Entries taken from a collection:
=== Section Start ===
use crate::core::context::FetchContext;
use crate::core::request::buyback_contracts_request;
use crate::core::retry::RetryPolicy;
use crate::core::transform::contracts_from_reply;
use crate::domain::model::{BuybackContractsRep, Contract};
use crate::domain::ports::{ConfigProvider, ItemConfigurator};
use crate::utils::error::{ContractError, Result};

/// Fetches buyback contracts from a connected item configurator stub.
pub struct ContractFetcher<S: ItemConfigurator> {
    stub: S,
    refresh_token: String,
    retry: RetryPolicy,
}

impl<S: ItemConfigurator> ContractFetcher<S> {
    pub fn new(stub: S, refresh_token: impl Into<String>) -> Self {
        Self {
            stub,
            refresh_token: refresh_token.into(),
            retry: RetryPolicy::default(),
        }
    }

    pub fn from_config<C: ConfigProvider>(stub: S, config: &C) -> Self {
        Self::new(stub, config.refresh_token()).with_retry_policy(config.retry_policy())
    }

    pub fn with_retry_policy(mut self, retry: RetryPolicy) -> Self {
        self.retry = retry;
        self
    }

    pub fn retry_policy(&self) -> RetryPolicy {
        self.retry
    }

    /// Runs one logical "get contracts" call.
    ///
    /// Only the RPC is retried. A reply containing a record without ESI
    /// details fails the call with [`ContractError::MalformedRecord`] and is
    /// never retried.
    pub async fn fetch_contracts(&self, ctx: &FetchContext) -> Result<Vec<Contract>> {
        let reply = self.request_with_retry(ctx).await?;
        let contracts = contracts_from_reply(reply)?;

        tracing::info!("Fetched {} buyback contract(s)", contracts.len());
        Ok(contracts)
    }

    async fn request_with_retry(&self, ctx: &FetchContext) -> Result<BuybackContractsRep> {
        let request = buyback_contracts_request(&self.refresh_token);
        let mut attempt = 0;
        tracing::debug!(
            "Fetching buyback contracts: up to {} attempt(s), at most {:?} of backoff",
            self.retry.max_attempts,
            self.retry.worst_case_backoff()
        );

        loop {
            attempt += 1;
            if let Some(delay) = self.retry.delay_before(attempt) {
                tracing::debug!("Waiting {:?} before attempt {}", delay, attempt);
                ctx.sleep(delay).await?;
            }

            tracing::debug!(
                "BuybackContracts attempt {}/{}",
                attempt,
                self.retry.max_attempts
            );

            match ctx.run(self.stub.buyback_contracts(&request)).await? {
                Ok(reply) => return Ok(reply),
                Err(e) if self.retry.has_attempts_left(attempt) => {
                    tracing::warn!("BuybackContracts attempt {} failed: {}", attempt, e);
                }
                Err(e) => {
                    tracing::error!(
                        "BuybackContracts failed after {} attempt(s): {}",
                        attempt,
                        e
                    );
                    return Err(ContractError::TransportFailure {
                        attempts: attempt,
                        source: e,
                    });
                }
            }
        }
    }
}

#[cfg(test)]
mod tests {
    use super::*;
    use crate::domain::model::{BuybackContract, BuybackContractsReq, EsiContract};
    use crate::utils::error::RpcError;
    use async_trait::async_trait;
    use std::collections::VecDeque;
    use std::sync::Arc;
    use std::time::Duration;
    use tokio::sync::Mutex;
    use tokio::time::Instant;
    use tokio_util::sync::CancellationToken;

    type Outcome = std::result::Result<BuybackContractsRep, RpcError>;

    /// Replays scripted outcomes and records every request it receives.
    #[derive(Clone)]
    struct MockConfigurator {
        outcomes: Arc<Mutex<VecDeque<Outcome>>>,
        requests: Arc<Mutex<Vec<BuybackContractsReq>>>,
    }

    impl MockConfigurator {
        fn new(outcomes: Vec<Outcome>) -> Self {
            Self {
                outcomes: Arc::new(Mutex::new(outcomes.into())),
                requests: Arc::new(Mutex::new(Vec::new())),
            }
        }

        async fn calls(&self) -> usize {
            self.requests.lock().await.len()
        }

        async fn requests(&self) -> Vec<BuybackContractsReq> {
            self.requests.lock().await.clone()
        }
    }

    #[async_trait]
    impl ItemConfigurator for MockConfigurator {
        async fn buyback_contracts(
            &self,
            request: &BuybackContractsReq,
        ) -> std::result::Result<BuybackContractsRep, RpcError> {
            self.requests.lock().await.push(request.clone());
            self.outcomes
                .lock()
                .await
                .pop_front()
                .unwrap_or_else(|| Err(RpcError::Unavailable("no scripted outcome".to_string())))
        }
    }

    /// Never answers; used to check that cancellation reaches in-flight calls.
    struct HangingConfigurator;

    #[async_trait]
    impl ItemConfigurator for HangingConfigurator {
        async fn buyback_contracts(
            &self,
            _request: &BuybackContractsReq,
        ) -> std::result::Result<BuybackContractsRep, RpcError> {
            std::future::pending().await
        }
    }

    fn unavailable(message: &str) -> Outcome {
        Err(RpcError::Unavailable(message.to_string()))
    }

    fn reply(records: &[(&str, Option<(i64, i64)>)]) -> Outcome {
        Ok(BuybackContractsRep {
            contracts: records
                .iter()
                .map(|(hash_code, esi)| BuybackContract {
                    hash_code: hash_code.to_string(),
                    esi_contract: esi.map(|(issued, expires)| EsiContract { issued, expires }),
                })
                .collect(),
        })
    }

    fn fast_fetcher(stub: MockConfigurator) -> ContractFetcher<MockConfigurator> {
        ContractFetcher::new(stub, "refresh-token")
            .with_retry_policy(RetryPolicy::fixed(Duration::ZERO, 3))
    }

    #[tokio::test]
    async fn test_all_attempts_fail_returns_transport_failure() {
        let stub = MockConfigurator::new(vec![
            unavailable("first"),
            unavailable("second"),
            unavailable("third"),
        ]);
        let fetcher = fast_fetcher(stub.clone());

        let err = fetcher.fetch_contracts(&FetchContext::new()).await.unwrap_err();

        assert_eq!(stub.calls().await, 3);
        match err {
            ContractError::TransportFailure { attempts, source } => {
                assert_eq!(attempts, 3);
                assert_eq!(source.to_string(), "RPC endpoint unavailable: third");
            }
            other => panic!("expected TransportFailure, got {:?}", other),
        }
    }

    #[tokio::test]
    async fn test_succeeds_on_third_attempt() {
        let stub = MockConfigurator::new(vec![
            unavailable("first"),
            unavailable("second"),
            reply(&[("A", Some((0, 3600)))]),
        ]);
        let fetcher = fast_fetcher(stub.clone());

        let contracts = fetcher.fetch_contracts(&FetchContext::new()).await.unwrap();

        assert_eq!(stub.calls().await, 3);
        assert_eq!(contracts.len(), 1);
        assert_eq!(contracts[0].hash_code.as_str(), "A");
    }

    #[tokio::test]
    async fn test_success_stops_retrying() {
        let stub = MockConfigurator::new(vec![reply(&[]), unavailable("unused")]);
        let fetcher = fast_fetcher(stub.clone());

        let contracts = fetcher.fetch_contracts(&FetchContext::new()).await.unwrap();

        assert!(contracts.is_empty());
        assert_eq!(stub.calls().await, 1);
    }

    #[tokio::test]
    async fn test_malformed_record_is_not_retried() {
        let stub = MockConfigurator::new(vec![
            reply(&[("good", Some((1, 2))), ("bad", None)]),
            reply(&[("good", Some((1, 2)))]),
        ]);
        let fetcher = fast_fetcher(stub.clone());

        let err = fetcher.fetch_contracts(&FetchContext::new()).await.unwrap_err();

        assert_eq!(stub.calls().await, 1);
        match err {
            ContractError::MalformedRecord {
                index, hash_code, ..
            } => {
                assert_eq!(index, 1);
                assert_eq!(hash_code, "bad");
            }
            other => panic!("expected MalformedRecord, got {:?}", other),
        }
    }

    #[tokio::test]
    async fn test_request_is_identical_across_attempts() {
        let stub = MockConfigurator::new(vec![
            unavailable("first"),
            unavailable("second"),
            unavailable("third"),
        ]);
        let fetcher = fast_fetcher(stub.clone());

        let _ = fetcher.fetch_contracts(&FetchContext::new()).await;

        let requests = stub.requests().await;
        assert_eq!(requests.len(), 3);
        assert!(requests.iter().all(|r| r == &requests[0]));
        assert_eq!(requests[0], buyback_contracts_request("refresh-token"));
    }

    #[tokio::test]
    async fn test_no_retry_policy_makes_single_attempt() {
        let stub = MockConfigurator::new(vec![unavailable("down"), reply(&[])]);
        let fetcher =
            ContractFetcher::new(stub.clone(), "t").with_retry_policy(RetryPolicy::no_retry());

        let err = fetcher.fetch_contracts(&FetchContext::new()).await.unwrap_err();

        assert!(matches!(err, ContractError::TransportFailure { attempts: 1, .. }));
        assert_eq!(stub.calls().await, 1);
    }

    #[tokio::test(start_paused = true)]
    async fn test_default_policy_waits_between_attempts() {
        let stub = MockConfigurator::new(vec![
            unavailable("first"),
            unavailable("second"),
            reply(&[("A", Some((5, 6)))]),
        ]);
        let fetcher = ContractFetcher::new(stub.clone(), "t");
        let started = Instant::now();

        let contracts = fetcher.fetch_contracts(&FetchContext::new()).await.unwrap();

        assert_eq!(contracts.len(), 1);
        assert_eq!(started.elapsed(), Duration::from_secs(20));
    }

    #[tokio::test(start_paused = true)]
    async fn test_cancellation_interrupts_backoff() {
        let stub = MockConfigurator::new(vec![unavailable("first"), reply(&[])]);
        let fetcher = ContractFetcher::new(stub.clone(), "t");
        let token = CancellationToken::new();
        let ctx = FetchContext::with_cancellation(token.clone());

        tokio::spawn(async move {
            tokio::time::sleep(Duration::from_secs(3)).await;
            token.cancel();
        });

        let started = Instant::now();
        let err = fetcher.fetch_contracts(&ctx).await.unwrap_err();

        assert!(matches!(err, ContractError::Cancelled));
        assert_eq!(stub.calls().await, 1);
        assert!(started.elapsed() < Duration::from_secs(10));
    }

    #[tokio::test(start_paused = true)]
    async fn test_deadline_interrupts_in_flight_call() {
        let fetcher = ContractFetcher::new(HangingConfigurator, "t");
        let ctx = FetchContext::new().with_timeout(Duration::from_secs(30));

        let err = fetcher.fetch_contracts(&ctx).await.unwrap_err();

        assert!(matches!(err, ContractError::DeadlineExceeded));
    }

    #[tokio::test]
    async fn test_already_cancelled_context_makes_no_call() {
        let stub = MockConfigurator::new(vec![reply(&[])]);
        let fetcher = fast_fetcher(stub.clone());
        let ctx = FetchContext::new();
        ctx.cancel();

        let result = fetcher.fetch_contracts(&ctx).await;

        tokio_test::assert_err!(result);
        assert_eq!(stub.calls().await, 0);
    }
}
=== Section End ===
**Prompt**
Scan the records above for the string "other", and copy every line where it turns up.

**Written solution**
            other => panic!("expected TransportFailure, got {:?}", other),
            other => panic!("expected MalformedRecord, got {:?}", other),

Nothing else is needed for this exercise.